§ TASK PROMPT
Only the lines of the data holding the string "struct" need to be returned.
===== GIVEN ENTRIES =====
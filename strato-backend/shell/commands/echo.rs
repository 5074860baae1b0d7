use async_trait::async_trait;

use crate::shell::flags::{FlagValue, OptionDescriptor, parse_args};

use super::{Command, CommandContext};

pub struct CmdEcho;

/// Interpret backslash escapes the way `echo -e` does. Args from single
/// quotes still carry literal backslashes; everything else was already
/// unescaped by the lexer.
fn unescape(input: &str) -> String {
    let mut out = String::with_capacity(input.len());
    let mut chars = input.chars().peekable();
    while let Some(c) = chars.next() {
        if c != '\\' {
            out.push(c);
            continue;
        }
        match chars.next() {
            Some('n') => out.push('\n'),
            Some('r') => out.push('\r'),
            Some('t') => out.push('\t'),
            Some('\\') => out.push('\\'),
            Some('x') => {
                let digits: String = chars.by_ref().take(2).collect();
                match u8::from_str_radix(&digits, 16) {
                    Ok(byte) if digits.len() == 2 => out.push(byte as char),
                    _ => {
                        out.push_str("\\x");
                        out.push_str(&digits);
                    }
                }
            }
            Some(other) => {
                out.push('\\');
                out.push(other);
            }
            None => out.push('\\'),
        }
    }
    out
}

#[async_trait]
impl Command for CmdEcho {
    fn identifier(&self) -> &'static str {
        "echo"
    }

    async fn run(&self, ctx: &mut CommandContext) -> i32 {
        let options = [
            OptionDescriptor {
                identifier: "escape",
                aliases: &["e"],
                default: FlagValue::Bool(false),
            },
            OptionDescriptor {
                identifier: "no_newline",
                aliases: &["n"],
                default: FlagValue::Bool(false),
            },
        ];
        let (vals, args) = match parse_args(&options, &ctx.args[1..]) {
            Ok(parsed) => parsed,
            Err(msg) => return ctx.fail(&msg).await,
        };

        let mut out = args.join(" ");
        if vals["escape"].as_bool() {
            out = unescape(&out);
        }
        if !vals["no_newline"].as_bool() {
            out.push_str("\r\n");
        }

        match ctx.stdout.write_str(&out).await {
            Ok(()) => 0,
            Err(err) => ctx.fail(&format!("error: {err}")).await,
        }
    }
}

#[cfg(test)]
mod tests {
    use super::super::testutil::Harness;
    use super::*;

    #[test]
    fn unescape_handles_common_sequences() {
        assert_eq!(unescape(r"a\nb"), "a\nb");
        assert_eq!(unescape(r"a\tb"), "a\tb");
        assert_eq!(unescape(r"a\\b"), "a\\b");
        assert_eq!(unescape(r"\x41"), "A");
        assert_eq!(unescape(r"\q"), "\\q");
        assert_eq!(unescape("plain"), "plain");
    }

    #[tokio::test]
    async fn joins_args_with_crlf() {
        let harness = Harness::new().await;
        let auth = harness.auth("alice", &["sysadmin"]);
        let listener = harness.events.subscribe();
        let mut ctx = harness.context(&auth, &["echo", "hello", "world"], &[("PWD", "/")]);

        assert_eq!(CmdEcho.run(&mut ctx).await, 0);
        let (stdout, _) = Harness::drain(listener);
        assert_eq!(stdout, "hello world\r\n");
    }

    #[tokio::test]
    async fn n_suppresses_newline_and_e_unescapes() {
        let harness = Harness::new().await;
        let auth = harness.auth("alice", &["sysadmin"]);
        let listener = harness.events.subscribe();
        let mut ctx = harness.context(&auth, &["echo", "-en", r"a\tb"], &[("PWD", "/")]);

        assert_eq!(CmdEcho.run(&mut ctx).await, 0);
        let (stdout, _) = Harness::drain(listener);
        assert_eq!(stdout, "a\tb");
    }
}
=====
===== GIVEN ENTRIES =====
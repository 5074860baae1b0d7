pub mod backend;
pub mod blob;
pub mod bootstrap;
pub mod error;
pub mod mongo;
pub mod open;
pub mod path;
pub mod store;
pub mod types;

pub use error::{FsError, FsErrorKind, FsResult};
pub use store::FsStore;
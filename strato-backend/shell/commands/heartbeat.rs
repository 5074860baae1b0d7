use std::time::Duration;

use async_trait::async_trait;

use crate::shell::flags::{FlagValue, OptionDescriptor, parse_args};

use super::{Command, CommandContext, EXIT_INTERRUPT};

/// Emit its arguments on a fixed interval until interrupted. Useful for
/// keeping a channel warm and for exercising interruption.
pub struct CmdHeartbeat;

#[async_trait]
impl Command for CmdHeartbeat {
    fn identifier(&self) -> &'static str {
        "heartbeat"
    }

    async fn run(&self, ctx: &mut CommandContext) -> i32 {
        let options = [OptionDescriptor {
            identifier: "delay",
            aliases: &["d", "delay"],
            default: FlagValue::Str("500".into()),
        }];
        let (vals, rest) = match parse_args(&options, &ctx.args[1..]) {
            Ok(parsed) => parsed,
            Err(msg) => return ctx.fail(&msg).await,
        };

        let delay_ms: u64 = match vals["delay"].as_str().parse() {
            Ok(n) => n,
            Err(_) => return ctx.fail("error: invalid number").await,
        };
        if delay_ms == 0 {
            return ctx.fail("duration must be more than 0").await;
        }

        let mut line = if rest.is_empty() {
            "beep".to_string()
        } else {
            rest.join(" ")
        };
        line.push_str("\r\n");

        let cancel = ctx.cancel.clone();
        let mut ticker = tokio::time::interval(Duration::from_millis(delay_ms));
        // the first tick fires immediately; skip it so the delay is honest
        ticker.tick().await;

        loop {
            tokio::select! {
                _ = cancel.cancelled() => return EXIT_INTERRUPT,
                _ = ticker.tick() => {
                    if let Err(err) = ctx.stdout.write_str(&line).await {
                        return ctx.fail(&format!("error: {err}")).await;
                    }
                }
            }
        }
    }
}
=====
§ OUTPUT BELOW
pub struct CmdEcho;
pub struct CmdHeartbeat;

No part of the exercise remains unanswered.